The main objective of the course is to approach the topic of underwater sensing, with a focus on water pollution by “learning by doing” teaching methodology. This course will involve students in operational use in multiple representative environments of an artificial intelligence (AI) powered unmanned surface vehicle (USV) that is capable to perform complete suites of water quality measurements, especially E-Coli detection, in multiple types of sensitive aquatic ecosystems

ECTS Credits

1

EQF

4

Languages

English

N/A

Semester

N/A

Duration

1 week / 15 hours

Location

Romania, Bucharest (Beia Headquarters)  

D1. Knowledge and understanding

The students will gain knowledge about technologies that are currently used in the field of underwater sensing, with a focus on water pollution, and about the state-of-the-art equipment used in this field by BEIA. The students will understand the applicability of the technology through images, presentations and demonstrations.

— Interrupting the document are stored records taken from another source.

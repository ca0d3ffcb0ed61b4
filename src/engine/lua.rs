//! Lua Engine Module
//!
//! [`ScriptEngine`] backed by an `mlua` Lua 5.4 state. Each request runs the
//! `pre` script, the target script and the `post` script with a global `lws`
//! table bound to the request context for the duration of the call.

use std::collections::HashMap;
use std::io::Write;
use std::path::{Path, PathBuf};
use std::time::SystemTime;

use bytes::Bytes;
use mlua::{Function, Lua, Value, Variadic};
use tracing::{debug, error, warn};

use crate::engine::{EngineConfig, EngineFactory, ScriptEngine, RC_OK};
use crate::error::EngineError;
use crate::request::{Redirect, RequestContext};

/// Result code for a script that raised an error.
const RC_SCRIPT_ERROR: i32 = 500;

// == Factory ==
/// Creates one Lua state per engine instance.
#[derive(Debug, Default, Clone, Copy)]
pub struct LuaEngineFactory;

impl EngineFactory for LuaEngineFactory {
    fn create(&self, config: &EngineConfig) -> Result<Box<dyn ScriptEngine>, EngineError> {
        Ok(Box::new(LuaEngine::new(config)?))
    }
}

struct CachedChunk {
    modified: Option<SystemTime>,
    function: Function,
}

// == Lua Engine ==
pub struct LuaEngine {
    lua: Lua,
    pre: Option<PathBuf>,
    post: Option<PathBuf>,
    /// Compiled chunks by path, reloaded when the file's mtime changes
    chunks: HashMap<PathBuf, CachedChunk>,
}

impl LuaEngine {
    // == Constructor ==
    /// Builds a state, applies the search paths and runs the `init` script.
    pub fn new(config: &EngineConfig) -> Result<Self, EngineError> {
        let lua = if config.cpath.is_empty() {
            Lua::new()
        } else {
            // SAFETY: a configured cpath asks for native modules, which only
            // the unrestricted state can load.
            unsafe { Lua::unsafe_new() }
        };

        let package: mlua::Table = lua.globals().get("package")?;
        if !config.path.is_empty() {
            package.set("path", config.path.as_str())?;
        }
        if !config.cpath.is_empty() {
            package.set("cpath", config.cpath.as_str())?;
        }

        let mut engine = Self {
            lua,
            pre: config.pre.clone(),
            post: config.post.clone(),
            chunks: HashMap::new(),
        };

        if let Some(init) = &config.init {
            engine.chunk(init)?.call::<()>(())?;
            debug!(init = %init.display(), "init script executed");
        }

        Ok(engine)
    }

    // == Chunk Cache ==
    fn chunk(&mut self, path: &Path) -> Result<Function, EngineError> {
        let modified = std::fs::metadata(path).and_then(|m| m.modified()).ok();
        if let Some(cached) = self.chunks.get(path) {
            if cached.modified.is_some() && cached.modified == modified {
                return Ok(cached.function.clone());
            }
        }

        let source = std::fs::read(path).map_err(|source| EngineError::Load {
            path: path.to_path_buf(),
            source,
        })?;
        let function = self
            .lua
            .load(&source[..])
            .set_name(format!("@{}", path.display()))
            .into_function()?;

        debug!(path = %path.display(), "compiled script");
        self.chunks.insert(
            path.to_path_buf(),
            CachedChunk {
                modified,
                function: function.clone(),
            },
        );
        Ok(function)
    }

    fn request_table(&self, ctx: &RequestContext) -> mlua::Result<mlua::Table> {
        let request = self.lua.create_table()?;
        request.set("method", ctx.method.as_str())?;
        request.set("path", ctx.uri.as_str())?;
        request.set("script", ctx.main.as_str())?;
        request.set("path_info", ctx.path_info.as_deref())?;
        request.set("args", ctx.args.as_deref())?;

        let headers = self.lua.create_table()?;
        for (name, value) in ctx.request_headers.iter() {
            headers.set(self.lua.create_string(name)?, self.lua.create_string(value)?)?;
        }
        request.set("headers", headers)?;
        Ok(request)
    }

    fn run_chunks(&mut self, ctx: &mut RequestContext) -> Result<i32, EngineError> {
        let mut chunks = Vec::with_capacity(3);
        if let Some(pre) = self.pre.clone() {
            chunks.push(self.chunk(&pre)?);
        }
        chunks.push(self.chunk(Path::new(&ctx.main))?);
        if let Some(post) = self.post.clone() {
            chunks.push(self.chunk(&post)?);
        }

        let request = self.request_table(ctx)?;

        let RequestContext {
            request_headers,
            request_body,
            response_headers,
            status,
            response_body,
            redirect,
            ..
        } = ctx;
        let request_headers = &*request_headers;
        let lua = &self.lua;

        let outcome = lua.scope(|scope| {
            let api = lua.create_table()?;
            api.set("request", request)?;

            api.set(
                "header",
                scope.create_function(move |lua, name: mlua::String| {
                    match request_headers.peek(&*name.as_bytes()) {
                        Some(value) => Ok(Value::String(lua.create_string(value)?)),
                        None => Ok(Value::Nil),
                    }
                })?,
            )?;

            api.set(
                "read",
                scope.create_function_mut(move |lua, limit: Option<usize>| {
                    let Some(stream) = request_body.as_mut() else {
                        return Ok(Value::Nil);
                    };
                    let data = stream.read_up_to(limit).map_err(mlua::Error::external)?;
                    if data.is_empty() && limit != Some(0) {
                        return Ok(Value::Nil);
                    }
                    Ok(Value::String(lua.create_string(&data)?))
                })?,
            )?;

            api.set(
                "write",
                scope.create_function_mut(move |_, values: Variadic<Value>| {
                    for value in values {
                        let written = match value {
                            Value::String(s) => response_body.write_all(&s.as_bytes()),
                            Value::Integer(i) => write!(response_body, "{i}"),
                            Value::Number(n) => write!(response_body, "{n}"),
                            other => {
                                return Err(mlua::Error::RuntimeError(format!(
                                    "bad argument to 'write' (string expected, got {})",
                                    other.type_name()
                                )))
                            }
                        };
                        written.map_err(mlua::Error::external)?;
                    }
                    Ok(())
                })?,
            )?;

            api.set(
                "status",
                scope.create_function_mut(move |_, code: Option<u16>| {
                    if let Some(code) = code {
                        *status = code;
                    }
                    Ok(*status)
                })?,
            )?;

            api.set(
                "set_header",
                scope.create_function_mut(
                    move |_, (name, value): (mlua::String, Option<mlua::String>)| {
                        let name = name.as_bytes();
                        match value {
                            Some(value) => {
                                response_headers
                                    .set(&*name, Bytes::copy_from_slice(&value.as_bytes()))
                                    .map_err(mlua::Error::external)?;
                            }
                            None => {
                                response_headers.remove(&*name);
                            }
                        }
                        Ok(())
                    },
                )?,
            )?;

            api.set(
                "redirect",
                scope.create_function_mut(move |_, (target, args): (String, Option<String>)| {
                    if target.is_empty() {
                        return Err(mlua::Error::RuntimeError(
                            "redirect target must not be empty".to_string(),
                        ));
                    }
                    *redirect = Some(Redirect::new(target, args));
                    Ok(())
                })?,
            )?;

            lua.globals().set("lws", api)?;

            for chunk in &chunks {
                let rc = result_code(chunk.call::<Value>(())?);
                if rc != RC_OK {
                    return Ok(rc);
                }
            }
            Ok(RC_OK)
        });

        self.lua.globals().set("lws", Value::Nil)?;
        Ok(outcome?)
    }
}

impl ScriptEngine for LuaEngine {
    fn run(&mut self, ctx: &mut RequestContext) -> i32 {
        match self.run_chunks(ctx) {
            Ok(rc) => rc,
            Err(err) => {
                error!(script = %ctx.main, error = %err, "script execution failed");
                RC_SCRIPT_ERROR
            }
        }
    }

    fn memory_used(&self) -> usize {
        self.lua.used_memory()
    }

    fn collect_step(&mut self) {
        if let Err(err) = self.lua.gc_step() {
            warn!(error = %err, "lua collection step failed");
        }
    }
}

/// Maps a chunk's return value to a result code; non-numbers mean success.
fn result_code(value: Value) -> i32 {
    match value {
        Value::Integer(i) => i32::try_from(i).unwrap_or(RC_SCRIPT_ERROR),
        Value::Number(n) if n.is_finite() => n as i32,
        _ => RC_OK,
    }
}
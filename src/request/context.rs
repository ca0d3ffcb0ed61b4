//! Request Context Module
//!
//! Per-request aggregate threaded through the pipeline and handed to the
//! script engine on a worker thread.

use bytes::buf::Writer;
use bytes::{BufMut, Bytes, BytesMut};
use http::Method;
use tracing::debug;

use crate::engine::{Lease, RC_OK};
use crate::pipeline::Phase;
use crate::request::BodyStream;
use crate::table::{Table, TableConfig};

// == Redirect ==
/// Redirect target recorded by a script.
#[derive(Debug, Clone, PartialEq, Eq)]
pub struct Redirect {
    pub target: String,
    pub args: Option<String>,
}

/// Where a [`Redirect`] leads.
#[derive(Debug, Clone, PartialEq, Eq)]
pub enum RedirectKind {
    /// Absolute path, re-dispatched internally
    Internal { uri: String, args: Option<String> },
    /// Named location, without its leading marker
    Named(String),
}

impl Redirect {
    pub fn new(target: impl Into<String>, args: Option<String>) -> Self {
        Self {
            target: target.into(),
            args,
        }
    }

    pub fn kind(&self) -> RedirectKind {
        if self.target.starts_with('/') {
            RedirectKind::Internal {
                uri: self.target.clone(),
                args: self.args.clone(),
            }
        } else {
            let name = self.target.strip_prefix('@').unwrap_or(&self.target);
            RedirectKind::Named(name.to_string())
        }
    }
}

// == Request Context ==
/// Input and output of one request's script execution.
///
/// Owned by the pipeline except while a worker thread runs the script.
/// Dropping the context frees both header tables, closes the body stream,
/// frees the response buffer and releases a lease that is still held.
#[derive(Debug)]
pub struct RequestContext {
    pub id: u64,
    pub method: Method,
    /// Request path
    pub uri: String,
    pub args: Option<String>,
    /// Resolved target script path
    pub main: String,
    pub path_info: Option<String>,
    /// Case-insensitive, values shared with the caller
    pub request_headers: Table<Bytes>,
    pub request_body: Option<BodyStream>,
    /// Case-insensitive, values duplicated and freed by the table
    pub response_headers: Table<Bytes>,
    pub status: u16,
    pub response_body: Writer<BytesMut>,
    /// Engine instance leased for this request; `None` once released
    pub state: Option<Lease>,
    pub rc: i32,
    pub redirect: Option<Redirect>,
    phase: Phase,
}

impl RequestContext {
    // == Constructor ==
    pub fn new(id: u64, method: Method, uri: impl Into<String>, main: impl Into<String>) -> Self {
        Self {
            id,
            method,
            uri: uri.into(),
            args: None,
            main: main.into(),
            path_info: None,
            request_headers: Table::with_config(
                32,
                "request_headers",
                TableConfig::new().case_insensitive(true),
            ),
            request_body: None,
            response_headers: Table::with_config(
                8,
                "response_headers",
                TableConfig::new()
                    .dup(true)
                    .free_on_overwrite(true)
                    .case_insensitive(true),
            ),
            status: 200,
            response_body: BytesMut::new().writer(),
            state: None,
            rc: RC_OK,
            redirect: None,
            phase: Phase::Resolving,
        }
    }

    pub fn phase(&self) -> Phase {
        self.phase
    }

    // == Advance ==
    pub fn advance(&mut self, next: Phase) {
        debug!(from = ?self.phase, to = ?next, "phase transition");
        self.phase = next;
    }

    // == Run Script ==
    /// Runs the leased engine against this context and records its result code.
    ///
    /// Without a lease the request fails with an internal error.
    pub fn run_script(&mut self) -> i32 {
        let rc = match self.state.take() {
            Some(mut lease) => {
                let rc = lease.run(self);
                self.state = Some(lease);
                rc
            }
            None => 500,
        };
        self.rc = rc;
        rc
    }

    /// Takes the buffered response body, leaving an empty buffer behind.
    pub fn take_response_body(&mut self) -> Bytes {
        std::mem::replace(&mut self.response_body, BytesMut::new().writer())
            .into_inner()
            .freeze()
    }

    // == Finish ==
    /// Ends the request in `phase`, releasing everything the context owns.
    pub fn finish(mut self, phase: Phase) {
        self.advance(phase);
        if let Some(lease) = self.state.take() {
            lease.release();
        }
        let freed = self.response_headers.len();
        debug!(freed, "request context released");
    }
}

D2. Applying knowledge and understanding

Being a theoretical but also practical course, the students will be able to put the acquired knowledge in practice during the laboratory activities. The students will gain practical abilities in detecting and analyzing water contaminants using the dedicated equipment.

D3. Making judgments

The students will acquire sufficient foundational knowledge of the key pollutants and means to monitor them in order to enable them to make educated assumptions and decisions in the field of water quality monitoring.

D4. Communication skills

Students will improve their ability to effectively communicate using a jargon specific to the field of water pollution. This will also enhance their teamwork effectiveness and presentation and reporting skills.

D5. Learning skills

Students will enhance their independent learning abilities by participating in hands-on projects and conducting self-directed research to tackle complex tasks in the field of water pollutants monitoring. They will cultivate the capacity to continually advance their knowledge and skills in water quality sensing using USV, through iterative testing and refinement of their research capabilities.

Basic knowledge in the field of informatics and telecommunication

This course will be a theoretical but also practical course and will combine lecture, laboratory and field activities.

The students are assessed based on their performance in practical exercises.

The course will address the following content:
– Importance of Environmental monitoring
– Artificial Intelligence (AI)
– Unmanned Surface Vehicles (USVs)
– Water Sensing Technologies
– Water pollution

Related to clean water and sanitation (SDG 6), life below water (SDG 14), and innovation and infrastructure (SDG 9)​

By expressing interest via official e-mail of Beia at:  office@beia.ro

Course Modules: The educational material and syllabus include:

Module 1: Introduction to AI in Environmental monitoring

Basic knowledge on AI based predictive analytics and pollution detection and management in the field of water quality monitoring.

Module 2: Unmanned Surface Vehicles (USVs) for Water Monitoring

Unmanned Surface Vehicles (USVs) types, components and operation, and applicability in the field of water quality monitoring. Basics about data collecting and processing.

Module 3: Underwater Sensing Technologies

Basic knowledge about different types of underwater sensors and their functionality. Practical skills training based on the PIMEO-AI use-case.

Module 4: Water Pollution Monitoring and Assessment

Specialized knowledge about water pollution, its sources, impact, regulatory frameworks and standards.

Module 5: Integration of AI, USVs, and Underwater Sensing

Introduction to IoT devices for data collection and the integration of Ai in water quality monitoring and management.

Module 6: Environmental Data Management

Introduction to types of environmental data. Data collecting, storing, visualization and analyzing for various aspects of water quality monitoring.

Students will have access to online course support, and training materials. A water drone and sensors will also be made available to them for practical exercises.